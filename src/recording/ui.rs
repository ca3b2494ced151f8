//! Terminal user interface for recording with a live amplitude display.
//!
//! The TUI never measures audio itself. Each frame it draws whatever window
//! the meter last produced, plus duration, level and peak readouts.

use crate::config::VisualizerStyle;
use crate::recording::visualizations::view_for;
use crossterm::{
    event::{self, Event, KeyCode, KeyModifiers},
    execute,
    terminal::{disable_raw_mode, enable_raw_mode, EnterAlternateScreen, LeaveAlternateScreen},
};
use ratatui::{
    prelude::*,
    style::{Color, Style},
    text::{Line, Span},
    widgets::Paragraph,
};
use std::io::{stdout, Stdout};
use std::time::{Duration, Instant};

/// How long the peak readout holds its highest value.
const PEAK_HOLD: Duration = Duration::from_secs(3);

/// User input command during recording.
#[derive(Debug, Clone, Copy, PartialEq, Eq)]
pub enum RecordingCommand {
    /// Continue recording (no key pressed)
    Continue,
    /// Stop and keep the recording (Enter key)
    Save,
    /// Stop and discard the recording (Escape or 'q')
    Cancel,
    /// Pause/resume recording (Space key)
    TogglePause,
    /// Switch to the next visualizer style ('v' key)
    CycleStyle,
}

/// Everything the footer shows, computed before drawing.
#[derive(Debug, Clone, Copy)]
pub struct RecordingStatus {
    pub elapsed: Duration,
    pub level: f32,
    pub peak: f32,
    pub peak_threshold: f32,
    pub paused: bool,
    pub style: VisualizerStyle,
}

/// Draws one recording frame: the visualization above a one-line footer.
pub fn draw_recording(frame: &mut Frame, samples: &[f32], status: &RecordingStatus) {
    let area = frame.area();
    let footer_height = 1;

    let content_area = Rect {
        height: area.height.saturating_sub(footer_height),
        ..area
    };
    let footer_area = Rect {
        y: area.y + area.height.saturating_sub(footer_height),
        height: footer_height.min(area.height),
        ..area
    };

    view_for(status.style).render(frame, content_area, samples);

    let (level, peak) = if status.paused {
        (0.0, 0.0)
    } else {
        (status.level, status.peak)
    };

    let peak_style = if peak >= status.peak_threshold {
        Style::default().bg(Color::Red).fg(Color::Rgb(255, 255, 255))
    } else {
        Style::default()
    };

    let indicator = if status.paused {
        Span::styled("⏸ ", Style::default().fg(Color::Yellow))
    } else {
        Span::styled("● ", Style::default().fg(Color::Red))
    };

    let secs = status.elapsed.as_secs();
    let footer = Line::from(vec![
        indicator,
        Span::raw(format!("{}:{:02}", secs / 60, secs % 60)),
        Span::raw(" / "),
        Span::raw(format!("{}%", percent(level))),
        Span::raw(" / "),
        Span::styled(format!("{}%", percent(peak)), peak_style),
        Span::raw(format!("  [{}]", status.style)),
        Span::styled(
            "  enter save · space pause · v style · esc cancel",
            Style::default().fg(Color::DarkGray),
        ),
    ]);

    frame.render_widget(
        Paragraph::new(footer).style(
            Style::default()
                .fg(Color::Rgb(185, 207, 212))
                .bg(Color::Rgb(0, 0, 0)),
        ),
        footer_area,
    );
}

fn percent(amplitude: f32) -> u8 {
    (amplitude.clamp(0.0, 1.0) * 100.0).round() as u8
}

/// Highest level seen recently; falls back to the current level once stale.
#[derive(Debug)]
struct PeakHold {
    value: f32,
    since: Instant,
}

impl PeakHold {
    fn new() -> Self {
        Self {
            value: 0.0,
            since: Instant::now(),
        }
    }

    fn update(&mut self, level: f32, now: Instant) -> f32 {
        if level > self.value || now.duration_since(self.since) >= PEAK_HOLD {
            self.value = level;
            self.since = now;
        }
        self.value
    }
}

/// Terminal UI for the recording workflow.
pub struct RecorderTui {
    terminal: Terminal<CrosstermBackend<Stdout>>,
    style: VisualizerStyle,
    peak_threshold: f32,
    peak_hold: PeakHold,
    recording_start_time: Instant,
    /// Whether recording is currently paused
    pub is_paused: bool,
    /// Total time paused (accumulated when paused)
    pause_duration: Duration,
    /// When pause started (for calculating pause duration)
    pause_start_time: Option<Instant>,
}

impl RecorderTui {
    /// Creates a new TUI instance and enters alternate screen mode.
    ///
    /// # Errors
    /// - If terminal cannot be initialized
    /// - If raw mode cannot be enabled
    /// - If alternate screen cannot be entered
    pub fn new(style: VisualizerStyle, peak_threshold: f32) -> anyhow::Result<Self> {
        enable_raw_mode()?;
        let mut stdout = stdout();
        execute!(stdout, EnterAlternateScreen)?;

        let terminal = Terminal::new(CrosstermBackend::new(stdout))?;

        Ok(Self {
            terminal,
            style,
            peak_threshold,
            peak_hold: PeakHold::new(),
            recording_start_time: Instant::now(),
            is_paused: false,
            pause_duration: Duration::ZERO,
            pause_start_time: None,
        })
    }

    pub fn style(&self) -> VisualizerStyle {
        self.style
    }

    /// Draws the meter window and the status footer.
    ///
    /// # Errors
    /// - If terminal rendering fails
    pub fn render(&mut self, samples: &[f32], level: f32) -> anyhow::Result<()> {
        let status = RecordingStatus {
            elapsed: self.recording_duration(),
            level,
            peak: self.peak_hold.update(level, Instant::now()),
            peak_threshold: self.peak_threshold,
            paused: self.is_paused,
            style: self.style,
        };

        self.terminal
            .draw(|frame| draw_recording(frame, samples, &status))?;
        Ok(())
    }

    /// Processes user input and returns the appropriate recording command.
    ///
    /// Waits up to `timeout` for a key, which also paces the render loop.
    ///
    /// # Errors
    /// - If event polling fails
    pub fn handle_input(&mut self, timeout: Duration) -> anyhow::Result<RecordingCommand> {
        if event::poll(timeout)? {
            if let Event::Key(key) = event::read()? {
                return Ok(match key.code {
                    KeyCode::Enter => {
                        tracing::debug!("Enter pressed: saving recording");
                        RecordingCommand::Save
                    }
                    KeyCode::Char('q') | KeyCode::Esc => {
                        tracing::debug!("Escape or 'q' pressed: canceling recording");
                        RecordingCommand::Cancel
                    }
                    KeyCode::Char('c') if key.modifiers.contains(KeyModifiers::CONTROL) => {
                        tracing::debug!("Ctrl+C pressed: canceling recording");
                        RecordingCommand::Cancel
                    }
                    KeyCode::Char(' ') => {
                        self.toggle_pause_state();
                        tracing::debug!("Space pressed: paused = {}", self.is_paused);
                        RecordingCommand::TogglePause
                    }
                    KeyCode::Char('v') => {
                        self.style = self.style.next();
                        tracing::debug!("Visualizer style: {}", self.style);
                        RecordingCommand::CycleStyle
                    }
                    _ => RecordingCommand::Continue,
                });
            }
        }
        Ok(RecordingCommand::Continue)
    }

    fn toggle_pause_state(&mut self) {
        if self.is_paused {
            if let Some(pause_start) = self.pause_start_time.take() {
                self.pause_duration += pause_start.elapsed();
            }
            self.is_paused = false;
        } else {
            self.pause_start_time = Some(Instant::now());
            self.is_paused = true;
        }
    }

    /// Elapsed recording time, excluding paused time.
    fn recording_duration(&self) -> Duration {
        let mut pause_time = self.pause_duration;
        if let Some(pause_start) = self.pause_start_time {
            pause_time += pause_start.elapsed();
        }
        self.recording_start_time.elapsed().saturating_sub(pause_time)
    }

    /// Cleans up terminal state and exits alternate screen mode.
    ///
    /// # Errors
    /// - If terminal mode cannot be disabled
    /// - If cursor cannot be shown
    pub fn cleanup(&mut self) -> anyhow::Result<()> {
        disable_raw_mode()?;
        execute!(self.terminal.backend_mut(), LeaveAlternateScreen)?;
        self.terminal.show_cursor()?;
        Ok(())
    }
}

#[cfg(test)]
mod tests {
    use super::*;
    use ratatui::backend::TestBackend;

    fn status(paused: bool) -> RecordingStatus {
        RecordingStatus {
            elapsed: Duration::from_secs(75),
            level: 0.42,
            peak: 0.95,
            peak_threshold: 0.9,
            paused,
            style: VisualizerStyle::Bars,
        }
    }

    fn footer_text(status: &RecordingStatus) -> String {
        let mut terminal = Terminal::new(TestBackend::new(80, 5)).unwrap();
        terminal
            .draw(|frame| draw_recording(frame, &[0.5; 10], status))
            .unwrap();
        let buffer = terminal.backend().buffer();
        (0..80).map(|x| buffer[(x, 4)].symbol().to_string()).collect()
    }

    #[test]
    fn test_footer_shows_duration_level_and_style() {
        let text = footer_text(&status(false));
        assert!(text.contains("1:15"));
        assert!(text.contains("42%"));
        assert!(text.contains("95%"));
        assert!(text.contains("[bars]"));
    }

    #[test]
    fn test_footer_zeroes_levels_while_paused() {
        let text = footer_text(&status(true));
        assert!(text.contains("⏸"));
        assert!(text.contains("0% / 0%"));
    }

    #[test]
    fn test_peak_hold_expires() {
        let start = Instant::now();
        let mut hold = PeakHold {
            value: 0.0,
            since: start,
        };
        assert_eq!(hold.update(0.8, start), 0.8);
        assert_eq!(hold.update(0.3, start + Duration::from_secs(1)), 0.8);
        assert_eq!(hold.update(0.3, start + PEAK_HOLD + Duration::from_secs(1)), 0.3);
    }

    #[test]
    fn test_percent() {
        assert_eq!(percent(0.0), 0);
        assert_eq!(percent(0.426), 43);
        assert_eq!(percent(1.7), 100);
    }
}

▬▬▬▬▬▬▬▬▬▬

> **Exercise requirements**
Your task is to gather all lines from the entries above that hold the word "struct".

> **Task result**
pub struct RecordingStatus {
struct PeakHold {
pub struct RecorderTui {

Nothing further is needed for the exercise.